WHAT YOU HAVE TO DO —
Your job with the data below is to output exactly the lines from the one holding "pub fn sort_tree(&mut" down to the one holding "pub fn find(&self, full_path: &str)", both included, and no others.

** Opening STORED DATA block **

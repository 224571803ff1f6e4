use std::cmp::Ordering;
use std::convert::TryFrom;
use std::fmt;
use std::fs;
use std::path::PathBuf;

use serde::{Deserialize, Serialize};

use crate::archive::ArchiveLoader;
use crate::error::ResourceError;

/// Where a [`PathEntry`] takes its bytes from.  
/// [`PathEntry`] 的資料來源。
#[derive(Debug, Clone, Copy, PartialEq, Eq, Hash, Default, Serialize, Deserialize)]
#[serde(into = "u8", try_from = "u8")]
pub enum PathEntrySource {
    /// Relative to a specific auxiliary archive.
    Archive,
    /// Relative to the project's content directory.
    #[default]
    Project,
    /// Composite view over the project and every archive. Reserved, not resolvable yet.
    Virtual,
}

impl From<PathEntrySource> for u8 {
    fn from(source: PathEntrySource) -> Self {
        match source {
            PathEntrySource::Archive => 0,
            PathEntrySource::Project => 1,
            PathEntrySource::Virtual => 2,
        }
    }
}

impl TryFrom<u8> for PathEntrySource {
    type Error = String;

    fn try_from(value: u8) -> Result<Self, Self::Error> {
        match value {
            0 => Ok(PathEntrySource::Archive),
            1 => Ok(PathEntrySource::Project),
            2 => Ok(PathEntrySource::Virtual),
            other => Err(format!("unknown path entry source {other}")),
        }
    }
}

impl fmt::Display for PathEntrySource {
    fn fmt(&self, f: &mut fmt::Formatter<'_>) -> fmt::Result {
        write!(f, "{}", u8::from(*self))
    }
}

/// A file or folder node in the virtual resource tree.  
/// 虛擬資源樹中的檔案或資料夾節點。
///
/// While a rename is in progress `name` is the live edit buffer and
/// `old_name` holds the name the entry had when the rename started.
#[derive(Debug, Clone, Default, PartialEq, Serialize, Deserialize)]
#[serde(rename_all = "camelCase")]
pub struct PathEntry {
    #[serde(default)]
    pub old_name: String,
    pub name: String,
    pub full_path: String,
    #[serde(default, rename = "mpqFile")]
    pub archive: String,
    #[serde(default)]
    pub children: Vec<PathEntry>,
    #[serde(default)]
    pub source: PathEntrySource,
    #[serde(default)]
    pub is_directory: bool,
    #[serde(default)]
    pub is_root: bool,
    #[serde(default)]
    pub is_renaming: bool,
}

impl PathEntry {
    /// Creates a project-sourced node.  
    /// 建立來源為專案目錄的節點。
    pub fn project(name: impl Into<String>, full_path: impl Into<String>, is_directory: bool) -> Self {
        Self {
            name: name.into(),
            full_path: full_path.into(),
            source: PathEntrySource::Project,
            is_directory,
            ..Self::default()
        }
    }

    /// Creates an archive-sourced node.  
    /// 建立來源為封存檔的節點。
    pub fn archive(
        archive: impl Into<String>,
        name: impl Into<String>,
        full_path: impl Into<String>,
        is_directory: bool,
    ) -> Self {
        Self {
            name: name.into(),
            full_path: full_path.into(),
            archive: archive.into(),
            source: PathEntrySource::Archive,
            is_directory,
            ..Self::default()
        }
    }

    /// Identity shared by every rebuild of the same logical resource.  
    /// 同一資源在每次重建後皆相同的識別字串。
    pub fn unique_id(&self) -> String {
        format!("{}_{}_{}", self.source, self.archive, self.full_path)
    }

    pub fn fs_path(&self) -> PathBuf {
        PathBuf::from(&self.full_path)
    }

    /// Extension of the entry name including the leading dot, lower-cased.
    pub fn extension(&self) -> String {
        let name = self.full_path.rsplit(['/', '\\']).next().unwrap_or_default();
        match name.rfind('.') {
            Some(idx) if idx > 0 => name[idx..].to_ascii_lowercase(),
            _ => String::new(),
        }
    }

    /// Reads the resource bytes. Archive entries open their archive on every call.  
    /// 讀取資源內容；封存檔項目每次呼叫都會重新開啟封存檔。
    pub fn read_bytes(&self, loader: &dyn ArchiveLoader) -> Result<Vec<u8>, ResourceError> {
        match self.source {
            PathEntrySource::Project => {
                let path = self.fs_path();
                fs::metadata(&path).map_err(|_| ResourceError::NotFound {
                    path: self.full_path.clone(),
                })?;
                fs::read(&path).map_err(|source| ResourceError::Io {
                    path: self.full_path.clone(),
                    source,
                })
            }
            PathEntrySource::Archive => {
                let archive = loader.open(PathBuf::from(&self.archive).as_path())?;
                if !archive.contains(&self.full_path) {
                    return Err(ResourceError::NotInArchive {
                        archive: self.archive.clone(),
                        path: self.full_path.clone(),
                    });
                }
                archive.read_file(&self.full_path)
            }
            PathEntrySource::Virtual => Err(ResourceError::Unsupported(
                "composite entries cannot be read yet".to_string(),
            )),
        }
    }

    /// Overwrites a project file, keeping its permission bits.  
    /// 覆寫專案檔案並保留原有權限。
    pub fn write_bytes(&self, data: &[u8]) -> Result<(), ResourceError> {
        if self.source != PathEntrySource::Project {
            return Err(ResourceError::Unsupported(format!(
                "cannot write {}: only project files are writable",
                self.full_path
            )));
        }

        let path = self.fs_path();
        let metadata = fs::metadata(&path).map_err(|source| ResourceError::io(&self.full_path, source))?;
        fs::write(&path, data).map_err(|source| ResourceError::io(&self.full_path, source))?;
        fs::set_permissions(&path, metadata.permissions())
            .map_err(|source| ResourceError::io(&self.full_path, source))
    }

    /// Name used for ordering; stays fixed while a rename is being typed.
    pub fn sort_key(&self) -> &str {
        if self.old_name.is_empty() {
            &self.name
        } else {
            &self.old_name
        }
    }

    /// Sorts direct children: directories first, then case-insensitive name.  
    /// 排序子節點：資料夾優先，其次依名稱（不分大小寫）。
    pub fn sort_children(&mut self) {
        self.children.sort_by(compare_entries);
    }

    /// Sorts every level of the subtree.
    pub fn sort_tree(&mut self) {
        self.sort_children();
        for child in &mut self.children {
            child.sort_tree();
        }
    }

    pub fn begin_rename(&mut self) {
        self.old_name = self.name.clone();
        self.is_renaming = true;
    }

    pub fn cancel_rename(&mut self) {
        if !self.old_name.is_empty() {
            self.name = std::mem::take(&mut self.old_name);
        }
        self.is_renaming = false;
    }

    /// Depth-first lookup by exact `full_path`.
    pub fn find(&self, full_path: &str) -> Option<&PathEntry> {
        if self.full_path == full_path {
            return Some(self);
        }
        self.children.iter().find_map(|child| child.find(full_path))
    }

    pub fn find_mut(&mut self, full_path: &str) -> Option<&mut PathEntry> {
        if self.full_path == full_path {
            return Some(self);
        }
        self.children
            .iter_mut()
            .find_map(|child| child.find_mut(full_path))
    }

    /// Serialized, childless form stored in session records.  
    /// 儲存在工作階段中的序列化識別資料（不含子節點）。
    pub fn to_identifier(&self) -> Result<Vec<u8>, serde_json::Error> {
        let mut detached = self.clone();
        detached.children.clear();
        detached.old_name.clear();
        detached.is_renaming = false;
        serde_json::to_vec(&detached)
    }

    pub fn from_identifier(bytes: &[u8]) -> Result<Self, serde_json::Error> {
        serde_json::from_slice(bytes)
    }
}

fn compare_entries(a: &PathEntry, b: &PathEntry) -> Ordering {
    match (a.is_directory, b.is_directory) {
        (true, false) => Ordering::Less,
        (false, true) => Ordering::Greater,
        _ => a
            .sort_key()
            .to_lowercase()
            .cmp(&b.sort_key().to_lowercase()),
    }
}

#[cfg(test)]
mod tests {
    use super::*;
    use crate::archive::{MemoryArchive, MemoryArchiveLoader};
    use crate::error::ErrorKind;
    use tempfile::tempdir;

    fn names(entry: &PathEntry) -> Vec<&str> {
        entry.children.iter().map(|child| child.name.as_str()).collect()
    }

    #[test]
    fn unique_id_is_stable_across_instances() {
        let a = PathEntry::archive("d2data.mpq", "a.txt", "data\\a.txt", false);
        let mut b = PathEntry::archive("d2data.mpq", "renamed", "data\\a.txt", false);
        b.is_renaming = true;
        assert_eq!(a.unique_id(), b.unique_id());
        assert_eq!(a.unique_id(), "0_d2data.mpq_data\\a.txt");

        let project = PathEntry::project("a.txt", "data\\a.txt", false);
        assert_ne!(a.unique_id(), project.unique_id());
    }

    #[test]
    fn project_write_then_read_round_trips() {
        let dir = tempdir().unwrap();
        let path = dir.path().join("notes.txt");
        fs::write(&path, b"first").unwrap();
        let entry = PathEntry::project("notes.txt", path.to_string_lossy(), false);
        let loader = MemoryArchiveLoader::default();

        let original = entry.read_bytes(&loader).unwrap();
        entry.write_bytes(&original).unwrap();
        assert_eq!(entry.read_bytes(&loader).unwrap(), b"first");

        entry.write_bytes(b"second").unwrap();
        assert_eq!(entry.read_bytes(&loader).unwrap(), b"second");
    }

    #[cfg(unix)]
    #[test]
    fn write_preserves_permission_bits() {
        use std::os::unix::fs::PermissionsExt;

        let dir = tempdir().unwrap();
        let path = dir.path().join("table.txt");
        fs::write(&path, b"x").unwrap();
        fs::set_permissions(&path, fs::Permissions::from_mode(0o640)).unwrap();

        let entry = PathEntry::project("table.txt", path.to_string_lossy(), false);
        entry.write_bytes(b"updated").unwrap();

        let mode = fs::metadata(&path).unwrap().permissions().mode() & 0o777;
        assert_eq!(mode, 0o640);
    }

    #[test]
    fn reading_missing_project_file_is_not_found() {
        let dir = tempdir().unwrap();
        let entry = PathEntry::project("gone", dir.path().join("gone").to_string_lossy(), false);
        let err = entry.read_bytes(&MemoryArchiveLoader::default()).unwrap_err();
        assert_eq!(err.kind(), ErrorKind::NotFound);
    }

    #[test]
    fn archive_entries_are_read_only() {
        let entry = PathEntry::archive("patch.mpq", "a.txt", "data\\a.txt", false);
        for payload in [&b""[..], b"abc", &[0u8; 512]] {
            let err = entry.write_bytes(payload).unwrap_err();
            assert_eq!(err.kind(), ErrorKind::Unsupported);
        }
    }

    #[test]
    fn archive_entries_read_through_their_archive() {
        let mut loader = MemoryArchiveLoader::default();
        loader.insert(MemoryArchive::new(
            "patch.mpq",
            vec![("data\\a.txt".to_string(), b"hello".to_vec())],
        ));

        let entry = PathEntry::archive("patch.mpq", "a.txt", "data\\a.txt", false);
        assert_eq!(entry.read_bytes(&loader).unwrap(), b"hello");

        let missing = PathEntry::archive("patch.mpq", "b.txt", "data\\b.txt", false);
        assert_eq!(missing.read_bytes(&loader).unwrap_err().kind(), ErrorKind::NotFound);

        let unknown_archive = PathEntry::archive("other.mpq", "a.txt", "data\\a.txt", false);
        assert_eq!(unknown_archive.read_bytes(&loader).unwrap_err().kind(), ErrorKind::Io);
    }

    #[test]
    fn sort_puts_directories_first_and_ignores_case() {
        let mut root = PathEntry::project("root", "/root", true);
        root.children = vec![
            PathEntry::project("beta.txt", "/root/beta.txt", false),
            PathEntry::project("Alpha.txt", "/root/Alpha.txt", false),
            PathEntry::project("zeta", "/root/zeta", true),
            PathEntry::project("assets", "/root/assets", true),
        ];
        root.sort_children();
        assert_eq!(names(&root), vec!["assets", "zeta", "Alpha.txt", "beta.txt"]);

        let once = root.clone();
        root.sort_children();
        assert_eq!(root, once);
    }

    #[test]
    fn renaming_entry_keeps_its_slot_while_typing() {
        let mut root = PathEntry::project("root", "/root", true);
        let mut renaming = PathEntry::project("b.txt", "/root/b.txt", false);
        renaming.begin_rename();
        renaming.name = "zzz.txt".to_string();
        root.children = vec![
            PathEntry::project("c.txt", "/root/c.txt", false),
            renaming,
            PathEntry::project("a.txt", "/root/a.txt", false),
        ];
        root.sort_children();
        assert_eq!(names(&root), vec!["a.txt", "zzz.txt", "c.txt"]);
    }

    #[test]
    fn cancel_rename_restores_name() {
        let mut entry = PathEntry::project("a.txt", "/root/a.txt", false);
        entry.begin_rename();
        entry.name = "draft".to_string();
        entry.cancel_rename();
        assert_eq!(entry.name, "a.txt");
        assert!(entry.old_name.is_empty());
        assert!(!entry.is_renaming);
    }

    #[test]
    fn identifier_round_trip_preserves_identity() {
        let mut entry = PathEntry::archive("patch.mpq", "b", "data\\b", true);
        entry
            .children
            .push(PathEntry::archive("patch.mpq", "c.txt", "data\\b\\c.txt", false));

        let bytes = entry.to_identifier().unwrap();
        let decoded = PathEntry::from_identifier(&bytes).unwrap();
        assert_eq!(decoded.unique_id(), entry.unique_id());
        assert!(decoded.children.is_empty());
        assert!(decoded.is_directory);
    }

    #[test]
    fn extension_uses_last_path_segment() {
        let entry = PathEntry::archive("x.mpq", "pal.dat", "data\\global\\pal.dat", false);
        assert_eq!(entry.extension(), ".dat");
        let entry = PathEntry::project(".hidden", "/tmp/.hidden", false);
        assert_eq!(entry.extension(), "");
    }
}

** Closing STORED DATA block **

WORKED SOLUTION —
    pub fn sort_tree(&mut self) {
        self.sort_children();
        for child in &mut self.children {
            child.sort_tree();
        }
    }

    pub fn begin_rename(&mut self) {
        self.old_name = self.name.clone();
        self.is_renaming = true;
    }

    pub fn cancel_rename(&mut self) {
        if !self.old_name.is_empty() {
            self.name = std::mem::take(&mut self.old_name);
        }
        self.is_renaming = false;
    }

    /// Depth-first lookup by exact `full_path`.
    pub fn find(&self, full_path: &str) -> Option<&PathEntry> {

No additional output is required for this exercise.